# Big, personable fish for 10 gallon?



## FuzzyMuffin (Jan 26, 2015)

So, I've got an empty, planted 10g (besides two nerites) that I'm letting my boyfriend stock. We hastily adopted a box turtle that was in desperate need of some help, but now that her dire needs are cared for, we are rehoming her to someone who can provide an even better life than we can. He's quite attached to the turtle though, and I'm hoping by having his own pet, it'll cheer him up. 

Anyway, I provided a list of fish for him, but nothing particularly piqued his interest, except ADF and dwarf crays. 

I know he would prefer a larger fish, and something very personable. He loves my big piggy goldfish that you can feed by hand. But being that it's 10 gallons, "big" fish are pretty limited and schooling nano fish are not particularly personable. The best thing I've come up with is a giant betta, but are there other options I'm missing?


----------



## nel (Jan 23, 2016)

Giant plakat betta is probably the biggest fish you can get for such a tank. On the other hand - you probably can't get fish more personable than betta, even for much bigger tank, so one betta sounds like a best idea!


----------



## FuzzyMuffin (Jan 26, 2015)

That was my thought as well! 

I think he was hoping for something a bit more "exotic" but there is such a large variety of betta, I do believe he could find something he'd like. 

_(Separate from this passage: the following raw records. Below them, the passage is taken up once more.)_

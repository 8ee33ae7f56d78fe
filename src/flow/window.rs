//! Inbound flow-control window accounting.
//!
//! Reads report consumed bytes one at a time; announcing every one of them
//! to the peer would flood the connection with tiny updates. Consumed bytes
//! accumulate here and are released as one increment once they reach a
//! quarter of the window.

use std::sync::atomic::{AtomicU32, Ordering};
use std::sync::Arc;

use tokio::sync::mpsc;

use crate::observability::metrics::record_window_update;
use crate::recv::WindowHandler;

/// Default stream window, the HTTP/2 initial window size.
pub const DEFAULT_WINDOW_SIZE: u32 = 65_535;

/// A window increment to announce to the peer.
#[derive(Debug, Clone, Copy, PartialEq, Eq)]
pub struct WindowUpdate {
    pub stream_id: u32,
    pub increment: u32,
}

/// Consumed-but-unannounced bytes of one stream.
///
/// Lock-free; any number of readers may report into the same window.
#[derive(Debug)]
pub struct InboundWindow {
    limit: u32,
    pending: AtomicU32,
}

impl Default for InboundWindow {
    fn default() -> Self {
        Self::new(DEFAULT_WINDOW_SIZE)
    }
}

impl InboundWindow {
    pub fn new(limit: u32) -> Self {
        Self {
            limit,
            pending: AtomicU32::new(0),
        }
    }

    pub fn limit(&self) -> u32 {
        self.limit
    }

    /// Pending bytes at which an update is released.
    pub fn threshold(&self) -> u32 {
        (self.limit / 4).max(1)
    }

    /// Record `n` consumed bytes.
    ///
    /// Returns the increment to announce when the threshold is reached, in
    /// which case the pending count restarts from zero.
    pub fn on_read(&self, n: u32) -> Option<u32> {
        loop {
            let current = self.pending.load(Ordering::SeqCst);
            let total = current.saturating_add(n);
            let (next, release) = if total >= self.threshold() {
                (0, Some(total))
            } else {
                (total, None)
            };
            if self
                .pending
                .compare_exchange(current, next, Ordering::SeqCst, Ordering::SeqCst)
                .is_ok()
            {
                return release;
            }
            // CAS failed, retry
        }
    }

    /// Get the pending byte count.
    pub fn pending(&self) -> u32 {
        self.pending.load(Ordering::SeqCst)
    }

    /// Release everything pending regardless of the threshold.
    ///
    /// Returns the previous pending count.
    pub fn reset(&self) -> u32 {
        self.pending.swap(0, Ordering::SeqCst)
    }

    /// Build a reader callback that forwards released increments for
    /// `stream_id` to `updates`.
    ///
    /// Sending never blocks. Updates for a connection that has gone away are
    /// dropped.
    pub fn handler(
        self: &Arc<Self>,
        stream_id: u32,
        updates: mpsc::UnboundedSender<WindowUpdate>,
    ) -> WindowHandler {
        let window = Arc::clone(self);
        Arc::new(move |n| {
            let n = u32::try_from(n).unwrap_or(u32::MAX);
            if let Some(increment) = window.on_read(n) {
                record_window_update(increment);
                let _ = updates.send(WindowUpdate {
                    stream_id,
                    increment,
                });
            }
        })
    }
}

Does anybody have experience with betta and ADF? I've heard they can be together, but have no idea how practical that actually is.


----------



## Nlewis (Dec 1, 2015)

Apistogramma


----------



## awesometim1 (Oct 31, 2013)

Nlewis said:


> Apistogramma




I've had angelfish in my tanks and they are very personable. They recognize you and move slowly so they are nice to look at. Probably one for 10 gallon should be ok. 


Sent from my iPhone using Tapatalk


----------



## Nlewis (Dec 1, 2015)

awesometim1 said:


> I've had angelfish in my tanks and they are very personable. They recognize you and move slowly so they are nice to look at. Probably one for 10 gallon should be ok.
> 
> 
> Sent from my iPhone using Tapatalk


Nope, angels get way to big for a 10g, they need space.


----------



## FuzzyMuffin (Jan 26, 2015)

The Apisto idea is intriguing! I haven't looked into them before. Are there any you recommend specifically?


----------



## awesometim1 (Oct 31, 2013)

Get a vampire tetra. Very personable 


Sent from my iPhone using Tapatalk


----------



## Nlewis (Dec 1, 2015)

FuzzyMuffin said:


> The Apisto idea is intriguing! I haven't looked into them before. Are there any you recommend specifically?


Really any of them. IMO, the Cacatuodies have the most personality.


----------



## AquaAurora (Jul 10, 2013)

Giant betta is a great option. If you don't want to pay the bigger $ for ones from over seas (or sellers on ebay in the US) you can get half giant at Petco (sold as 'king'). I have 2 in separate tanks..a s well as 18 other bettas).. well one is technically my husband's and technically a true giant-he's so huge compared to the half giant on my desk!
Bettas all have different personalities, some are very placid and don't mind tank mates, some are mean and want a tank to themselves (will harass and even kill other fish/inverts). Some are very bold and flare happy, some are more timid.. I had one that never did a full flare in his life and preferred faces close to the tank rather than a finger wiggle.. I also have a few flare-happy males (and a female that likes to flare), and 1 very anti social boy.
Each has their own quirks, but they're real fun fish to have!
If new to betas check out bettafish.com-very helpful place.


----------



## sharambil (Nov 15, 2016)

Apistos are the way to go... go with A. Cacuatoides 'Orange Flash' or another Cac. variant. Most personable apistogramma species... I would consider a pair.


----------



## somewhatshocked (Aug 8, 2011)

Aside from a Betta of some sort (be sure to check out some of the amazing photos of Betta tanks here on the forum), you could consider a Pea Puffer. A single one would be a perfect critter for a ten-gallon tank. 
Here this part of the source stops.